● WHAT YOU SHOULD DO: Transcribe the listing below from its opening line up to and including the line that contains "validation error encountered"; reproduce nothing else.
── EXCERPTED DATA
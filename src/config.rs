//! Supervisor configuration
//!
//! Handles loading and saving connection configuration from TOML files.
//! The configuration carries everything the supervisor consults when
//! building a new session: the remote endpoint list and the timeout knobs.

use std::path::Path;
use std::time::Duration;

use serde::{Deserialize, Serialize};

use crate::connect::remote::Remote;
use crate::error::{ConfigError, Result};

fn default_conn_timeout() -> u32 {
    30
}

/// Connection supervisor configuration
///
/// Contains all parameters the supervisor reads while driving connection
/// attempts. Protocol-level settings (credentials, crypto) belong to the
/// session implementation, not here.
#[derive(Debug, Clone, PartialEq, Eq, Serialize, Deserialize)]
pub struct ConnectConfig {
    /// Remote endpoints, tried in order with wrap-around rotation
    pub remotes: Vec<Remote>,

    /// Overall connection timeout in seconds; 0 disables the timer
    #[serde(default = "default_conn_timeout")]
    pub conn_timeout_secs: u32,

    /// How long to wait for the first inbound packet before cycling to the
    /// next remote; `None` disables server polling
    #[serde(default)]
    pub server_poll_timeout_secs: Option<u32>,

    /// Pause instead of halting when the connection timer expires
    #[serde(default)]
    pub pause_on_connection_timeout: bool,
}

impl ConnectConfig {
    /// Create a configuration with default timeouts for the given remotes
    pub fn new(remotes: Vec<Remote>) -> Self {
        Self {
            remotes,
            conn_timeout_secs: default_conn_timeout(),
            server_poll_timeout_secs: None,
            pause_on_connection_timeout: false,
        }
    }

    /// Validate the configuration
    ///
    /// # Returns
    ///
    /// * `Ok(())` if all fields are valid
    /// * `Err(ConfigError)` with the first validation error encountered
    pub fn validate(&self) -> std::result::Result<(), ConfigError> {
        if self.remotes.is_empty() {
            return Err(ConfigError::NoRemotes);
        }

        for remote in &self.remotes {
            if remote.host.is_empty() {
                return Err(ConfigError::EmptyHost);
            }

            // Basic hostname validation
            if !remote
                .host
                .chars()
                .all(|c| c.is_alphanumeric() || c == '.' || c == '-' || c == ':')
            {
                return Err(ConfigError::InvalidHost {
                    host: remote.host.clone(),
                });
            }

            if remote.port == 0 {
                return Err(ConfigError::ZeroPort {
                    host: remote.host.clone(),
                });
            }
        }

        if self.server_poll_timeout_secs == Some(0) {
            return Err(ConfigError::ZeroServerPollTimeout);
        }

        Ok(())
    }

    /// Connection timeout as a duration; `None` when disabled
    pub fn conn_timeout(&self) -> Option<Duration> {
        (self.conn_timeout_secs > 0).then(|| Duration::from_secs(u64::from(self.conn_timeout_secs)))
    }

    /// Server poll timeout as a duration; `None` when disabled
    pub fn server_poll_timeout(&self) -> Option<Duration> {
        self.server_poll_timeout_secs
            .map(|secs| Duration::from_secs(u64::from(secs)))
    }

    /// Load and validate a configuration from a TOML file
    pub fn load(path: &Path) -> Result<Self> {
        let contents = std::fs::read_to_string(path)?;
        let config: Self = toml::from_str(&contents)?;
        config.validate()?;
        Ok(config)
    }

    /// Save the configuration to a TOML file
    pub fn save(&self, path: &Path) -> Result<()> {
        let contents = toml::to_string_pretty(self)?;
        std::fs::write(path, contents)?;
        Ok(())
    }
}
────
● RESPONSE TO THE TASK:
filename src/config.rs
//! Supervisor configuration
//!
//! Handles loading and saving connection configuration from TOML files.
//! The configuration carries everything the supervisor consults when
//! building a new session: the remote endpoint list and the timeout knobs.

use std::path::Path;
use std::time::Duration;

use serde::{Deserialize, Serialize};

use crate::connect::remote::Remote;
use crate::error::{ConfigError, Result};

fn default_conn_timeout() -> u32 {
    30
}

/// Connection supervisor configuration
///
/// Contains all parameters the supervisor reads while driving connection
/// attempts. Protocol-level settings (credentials, crypto) belong to the
/// session implementation, not here.
#[derive(Debug, Clone, PartialEq, Eq, Serialize, Deserialize)]
pub struct ConnectConfig {
    /// Remote endpoints, tried in order with wrap-around rotation
    pub remotes: Vec<Remote>,

    /// Overall connection timeout in seconds; 0 disables the timer
    #[serde(default = "default_conn_timeout")]
    pub conn_timeout_secs: u32,

    /// How long to wait for the first inbound packet before cycling to the
    /// next remote; `None` disables server polling
    #[serde(default)]
    pub server_poll_timeout_secs: Option<u32>,

    /// Pause instead of halting when the connection timer expires
    #[serde(default)]
    pub pause_on_connection_timeout: bool,
}

impl ConnectConfig {
    /// Create a configuration with default timeouts for the given remotes
    pub fn new(remotes: Vec<Remote>) -> Self {
        Self {
            remotes,
            conn_timeout_secs: default_conn_timeout(),
            server_poll_timeout_secs: None,
            pause_on_connection_timeout: false,
        }
    }

    /// Validate the configuration
    ///
    /// # Returns
    ///
    /// * `Ok(())` if all fields are valid
    /// * `Err(ConfigError)` with the first validation error encountered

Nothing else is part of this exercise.